Après avoir posé ses enjeux lors d'une mini-série en 2 épisodes Battlestar Galactica développe son épopée spatiale au fil de quatre saisons, enrichissant encore plus les thèmes qu’elle avait amorcés. On pourrait résumer l'enjeu de la série en deux grandes directions. D'une part la survie immédiate de l’humanité, dans une fuite en avant vers une Terre promise, chassée par les Cylons à travers l’espace. De l'autre part on a une civilisation de moins de 48 000 personnes qui tente de se préserver voire de se reconstruire, avec sa politique, ses combats intestinaux, ses enjeux sociétaux.
Ce qui est vraiment captivant c'est le nombre impressionnant de thématiques que la série va explorer. Battlestar Galactica est donc une œuvre de SF très riche, elle va se poser de vraies questions politiques, sociales, individuelles, morales mais également des comportements de groupe...
L’écriture n’est pas manichéenne et au fil des saisons chacun verra ses principes moraux et sa position dans le groupe éprouvés. L’inconvénient de cette multiplicité c’est qu’elle engendre un traitement parfois artificiel. Un thème abordé ne revient que rarement ; par exemple la série va parler du déterminisme social ou du droit à l’avortement sur un épisode, mais cette question semble pourtant disparaitre par la suite. C’est également le même problème avec certaines des solutions trouvées, comme le test sanguin, qui semble tout à coup oublié et font patiner l'intrigue principale.
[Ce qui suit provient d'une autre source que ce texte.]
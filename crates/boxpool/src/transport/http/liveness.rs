//! WebSocket liveness channel: `GET /ws/{id}`.

use std::sync::Arc;

use axum::extract::ws::{CloseFrame, Message, WebSocket, WebSocketUpgrade};
use axum::extract::{Path, State};
use axum::response::Response;
use futures::{SinkExt, StreamExt, future};

use crate::heartbeat::{HeartbeatFrame, Inbound};
use crate::manager::{SlotError, SlotManager};
use crate::slot::SlotId;

/// Close code sent when the requested slot does not exist.
pub const CLOSE_UNKNOWN_SLOT: u16 = 4004;
/// Close code sent when the requested slot is not RUNNING.
pub const CLOSE_NOT_RUNNING: u16 = 4009;

const CLOSE_GOING_AWAY: u16 = 1001;
const CLOSE_INTERNAL_ERROR: u16 = 1011;

pub(super) async fn liveness_socket(
    State(manager): State<Arc<SlotManager>>,
    Path(id): Path<u32>,
    ws: WebSocketUpgrade,
) -> Response {
    ws.on_upgrade(move |socket| handle_socket(manager, SlotId::new(id), socket))
}

async fn handle_socket(manager: Arc<SlotManager>, id: SlotId, mut socket: WebSocket) {
    let lease = match manager.open_liveness(id).await {
        Ok(lease) => lease,
        Err(e) => {
            tracing::info!(slot = %id, error = %e, "Rejecting liveness channel");
            let frame = CloseFrame {
                code: close_code(&e),
                reason: e.to_string().into(),
            };
            let _ = socket.send(Message::Close(Some(frame))).await;
            return;
        }
    };

    let (sink, stream) = socket.split();
    let tx = sink.with(|frame: HeartbeatFrame| {
        future::ready(
            serde_json::to_string(&frame)
                .map(|text| Message::Text(text.into()))
                .map_err(axum::Error::new),
        )
    });
    let rx = stream.filter_map(|msg| future::ready(inbound(msg)));

    let outcome = lease.run(tx, rx).await;
    tracing::debug!(slot = %id, ?outcome, "Liveness socket finished");
}

fn close_code(error: &SlotError) -> u16 {
    match error {
        SlotError::NotFound(_) => CLOSE_UNKNOWN_SLOT,
        SlotError::NotRunning(_) => CLOSE_NOT_RUNNING,
        SlotError::ShuttingDown => CLOSE_GOING_AWAY,
        _ => CLOSE_INTERNAL_ERROR,
    }
}

/// Map a socket message to monitor input. Protocol-level ping/pong and close
/// frames are handled by the socket itself.
fn inbound(msg: Result<Message, axum::Error>) -> Option<Result<Inbound, axum::Error>> {
    match msg {
        Ok(Message::Text(text)) => Some(Ok(Inbound::parse(text.as_str()))),
        Ok(Message::Binary(_)) => Some(Ok(Inbound::Other)),
        Ok(Message::Ping(_) | Message::Pong(_) | Message::Close(_)) => None,
        Err(e) => Some(Err(e)),
    }
}

#[cfg(test)]
mod tests {
    use super::*;
    use crate::heartbeat::FrameKind;

    #[test]
    fn close_codes_distinguish_unknown_and_idle_slots() {
        assert_eq!(close_code(&SlotError::NotFound(SlotId::new(9))), 4004);
        assert_eq!(close_code(&SlotError::NotRunning(SlotId::new(1))), 4009);
        assert_eq!(close_code(&SlotError::ShuttingDown), 1001);
        assert_eq!(
            close_code(&SlotError::StoreUnavailable("disk".into())),
            1011
        );
    }

    #[test]
    fn text_frames_are_parsed() {
        let msg = Message::Text(r#"{"type":"pong","timestamp":"2024-05-01T12:00:00Z"}"#.into());
        match inbound(Ok(msg)) {
            Some(Ok(Inbound::Frame(frame))) => assert_eq!(frame.kind, FrameKind::Pong),
            other => panic!("unexpected: {other:?}"),
        }
        assert!(matches!(
            inbound(Ok(Message::Text("hi".into()))),
            Some(Ok(Inbound::Other))
        ));
    }

    #[test]
    fn control_frames_are_skipped() {
        assert!(inbound(Ok(Message::Ping(Default::default()))).is_none());
        assert!(inbound(Ok(Message::Close(None))).is_none());
        assert!(matches!(
            inbound(Ok(Message::Binary(Default::default()))),
            Some(Ok(Inbound::Other))
        ));
    }
}
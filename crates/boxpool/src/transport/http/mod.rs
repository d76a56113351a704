//! HTTP transport.

mod liveness;
mod routes;
mod server;

pub use routes::{HealthCheckResponse, routes};
pub use server::{ServerConfig, serve};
La réalisation se révèle toujours excellente, avec une narration fluide et dynamique. Le travail sur les décors tous les objets qui composent l'univers les ambiances lumineuses sont toujours aussi formidables. Les scénaristes ont également créé un univers vaste avec un belle attention portée aux détails du quotidien, ce qui donne véritablement corps et crédibilité à l’ensemble (on pense à l’ensemble des ouvrages imprimés à coins carrés, certes peu pragmatiques mais emblématique). En revanche, la photographie surexposée et le recours quasi-permanent à la caméra à l’épaule malmène la rétine et enlève de la force à de nombreuses scènes psychologiques. Les effets spéciaux ne sont pas incroyables, mais la série a l’intelligence de ne pas en faire des caisses donc ça passe plutôt bien.
Malgré sa richesse, la série comporte également quelques incohérences, que je perçois comme des indulgences envers certains protagonistes mais qui peuvent finir par agacer. Les thèmes religieux y sont omniprésents, parfois de manière bien trop appuyée. Prophétie, quêtes et références messianiques guident bien trop les personnages à mon goût. Le personnage de Kara en est la pénible incarnation, la série préférant conclure assez mollement une saison entière de suspicion entre science et mysticisme à son égard.
Le final est également bien trop conquête de l’Ouest / rêve américain pour moi avec ce nouveau départ où tout le monde se sépare à l’encontre de toute logique. Et puis, c’est vraiment cruel d’envoyer des gens en Australie sans technologie, médecine, armes ou moyens de communication.
Au-delà de l’intrigue principale, c’est davantage l’univers que la série déploie qui nous captivent, avec ses ramifications et certains de ses personnages profondément attachants.